Records excerpted from a collection:
···

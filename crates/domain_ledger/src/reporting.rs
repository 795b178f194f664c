//! Read-only ledger reports
//!
//! Everything here works from a [`LedgerReader`], which has no append
//! capability, so report code cannot change a balance.

use chrono::{Datelike, NaiveDate};
use rust_decimal::Decimal;
use serde::{Deserialize, Serialize};
use std::collections::BTreeMap;
use std::str::FromStr;
use std::sync::Arc;

use core_kernel::{TemporalError, Timezone};

use crate::entry::{EntryKind, LedgerEntry};
use crate::error::LedgerError;
use crate::ports::{CustomerBalance, FeedQuery, LedgerReader};

/// Totals per entry kind
///
/// `used` is a magnitude; every other field is a signed sum, so
/// `net == added + extra_payments - used + reversed`.
#[derive(Debug, Clone, Copy, PartialEq, Eq, Default, Serialize, Deserialize)]
pub struct KindTotals {
    pub added: Decimal,
    pub used: Decimal,
    pub extra_payments: Decimal,
    pub reversed: Decimal,
    pub net: Decimal,
    pub count: usize,
}

impl KindTotals {
    pub fn record(&mut self, entry: &LedgerEntry) {
        match entry.kind {
            EntryKind::FundsAdded => self.added += entry.amount,
            EntryKind::ExtraPayment => self.extra_payments += entry.amount,
            EntryKind::ConsumedBySale => self.used += entry.magnitude(),
            EntryKind::Reversed => self.reversed += entry.amount,
        }
        self.net += entry.amount;
        self.count += 1;
    }
}

/// Totals for a list of entries
pub fn sum_by_kind<'a>(entries: impl IntoIterator<Item = &'a LedgerEntry>) -> KindTotals {
    entries.into_iter().fold(KindTotals::default(), |mut totals, entry| {
        totals.record(entry);
        totals
    })
}

/// Applies `query` to an already loaded list, keeping its order
pub fn filter_entries(entries: &[LedgerEntry], query: &FeedQuery) -> Vec<LedgerEntry> {
    let matching = entries.iter().filter(|e| query.matches(e)).cloned();
    match query.limit {
        Some(limit) => matching.take(limit).collect(),
        None => matching.collect(),
    }
}

/// Customer-facing advance summary
#[derive(Debug, Clone, Copy, PartialEq, Eq, Default, Serialize, Deserialize)]
pub struct AdvanceSummary {
    pub total_added: Decimal,
    pub total_used: Decimal,
    pub total_payments: Decimal,
    pub total_reversed: Decimal,
    pub net_advance: Decimal,
}

impl From<KindTotals> for AdvanceSummary {
    fn from(totals: KindTotals) -> Self {
        Self {
            total_added: totals.added,
            total_used: totals.used,
            total_payments: totals.extra_payments,
            total_reversed: totals.reversed,
            net_advance: totals.net,
        }
    }
}

/// Bucket size for period breakdowns
#[derive(Debug, Clone, Copy, PartialEq, Eq, Default, Serialize, Deserialize)]
#[serde(rename_all = "snake_case")]
pub enum PeriodGranularity {
    #[default]
    Day,
    Month,
}

impl PeriodGranularity {
    fn bucket(&self, date: NaiveDate) -> NaiveDate {
        match self {
            PeriodGranularity::Day => date,
            PeriodGranularity::Month => date.with_day(1).unwrap_or(date),
        }
    }

    fn label(&self, bucket: NaiveDate) -> String {
        match self {
            PeriodGranularity::Day => bucket.format("%Y-%m-%d").to_string(),
            PeriodGranularity::Month => bucket.format("%Y-%m").to_string(),
        }
    }
}

impl FromStr for PeriodGranularity {
    type Err = TemporalError;

    fn from_str(s: &str) -> Result<Self, Self::Err> {
        match s.trim().to_ascii_lowercase().as_str() {
            "" | "day" | "daily" => Ok(PeriodGranularity::Day),
            "month" | "monthly" => Ok(PeriodGranularity::Month),
            other => Err(TemporalError::UnknownPeriod(other.to_string())),
        }
    }
}

/// Totals for one day or month
#[derive(Debug, Clone, PartialEq, Eq, Serialize, Deserialize)]
pub struct PeriodTotals {
    pub label: String,
    /// First local date of the bucket
    pub start: NaiveDate,
    pub totals: KindTotals,
}

/// Groups entries into local-date buckets, oldest first
pub fn breakdown(
    entries: &[LedgerEntry],
    granularity: PeriodGranularity,
    timezone: Timezone,
) -> Vec<PeriodTotals> {
    let mut buckets: BTreeMap<NaiveDate, KindTotals> = BTreeMap::new();
    for entry in entries {
        let bucket = granularity.bucket(timezone.local_date(entry.created_at));
        buckets.entry(bucket).or_default().record(entry);
    }
    buckets
        .into_iter()
        .map(|(start, totals)| PeriodTotals {
            label: granularity.label(start),
            start,
            totals,
        })
        .collect()
}

/// Report queries over a ledger reader
pub struct LedgerReports<R: LedgerReader + ?Sized = dyn LedgerReader> {
    reader: Arc<R>,
    timezone: Timezone,
}

impl<R: LedgerReader + ?Sized> LedgerReports<R> {
    pub fn new(reader: Arc<R>, timezone: Timezone) -> Self {
        Self { reader, timezone }
    }

    pub fn timezone(&self) -> Timezone {
        self.timezone
    }

    /// Entries matching `query`, newest first
    pub async fn transaction_feed(
        &self,
        query: &FeedQuery,
    ) -> Result<Vec<LedgerEntry>, LedgerError> {
        self.reader.list_entries(query).await
    }

    /// Totals over every entry matching `query`; `limit` is ignored
    pub async fn summary(&self, query: &FeedQuery) -> Result<AdvanceSummary, LedgerError> {
        let entries = self.unbounded(query).await?;
        Ok(sum_by_kind(&entries).into())
    }

    pub async fn period_breakdown(
        &self,
        query: &FeedQuery,
        granularity: PeriodGranularity,
    ) -> Result<Vec<PeriodTotals>, LedgerError> {
        let entries = self.unbounded(query).await?;
        Ok(breakdown(&entries, granularity, self.timezone))
    }

    /// Balance rows, largest balance first
    pub async fn customer_balances(
        &self,
        only_positive: bool,
    ) -> Result<Vec<CustomerBalance>, LedgerError> {
        let mut rows = self.reader.balances().await?;
        if only_positive {
            rows.retain(|row| row.balance > Decimal::ZERO);
        }
        rows.sort_by(|a, b| {
            b.balance
                .cmp(&a.balance)
                .then_with(|| a.customer_id.cmp(&b.customer_id))
        });
        Ok(rows)
    }

    async fn unbounded(&self, query: &FeedQuery) -> Result<Vec<LedgerEntry>, LedgerError> {
        let query = FeedQuery {
            limit: None,
            ..query.clone()
        };
        self.reader.list_entries(&query).await
    }
}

···

• AIM OF THE TASK:
Above are the entries. Copy exactly the part that opens with the line containing "pub struct KindTotals" and closes with the line containing "Customer-facing advance summary", and no more.

• COMPLETED TASK:
pub struct KindTotals {
    pub added: Decimal,
    pub used: Decimal,
    pub extra_payments: Decimal,
    pub reversed: Decimal,
    pub net: Decimal,
    pub count: usize,
}

impl KindTotals {
    pub fn record(&mut self, entry: &LedgerEntry) {
        match entry.kind {
            EntryKind::FundsAdded => self.added += entry.amount,
            EntryKind::ExtraPayment => self.extra_payments += entry.amount,
            EntryKind::ConsumedBySale => self.used += entry.magnitude(),
            EntryKind::Reversed => self.reversed += entry.amount,
        }
        self.net += entry.amount;
        self.count += 1;
    }
}

/// Totals for a list of entries
pub fn sum_by_kind<'a>(entries: impl IntoIterator<Item = &'a LedgerEntry>) -> KindTotals {
    entries.into_iter().fold(KindTotals::default(), |mut totals, entry| {
        totals.record(entry);
        totals
    })
}

/// Applies `query` to an already loaded list, keeping its order
pub fn filter_entries(entries: &[LedgerEntry], query: &FeedQuery) -> Vec<LedgerEntry> {
    let matching = entries.iter().filter(|e| query.matches(e)).cloned();
    match query.limit {
        Some(limit) => matching.take(limit).collect(),
        None => matching.collect(),
    }
}

/// Customer-facing advance summary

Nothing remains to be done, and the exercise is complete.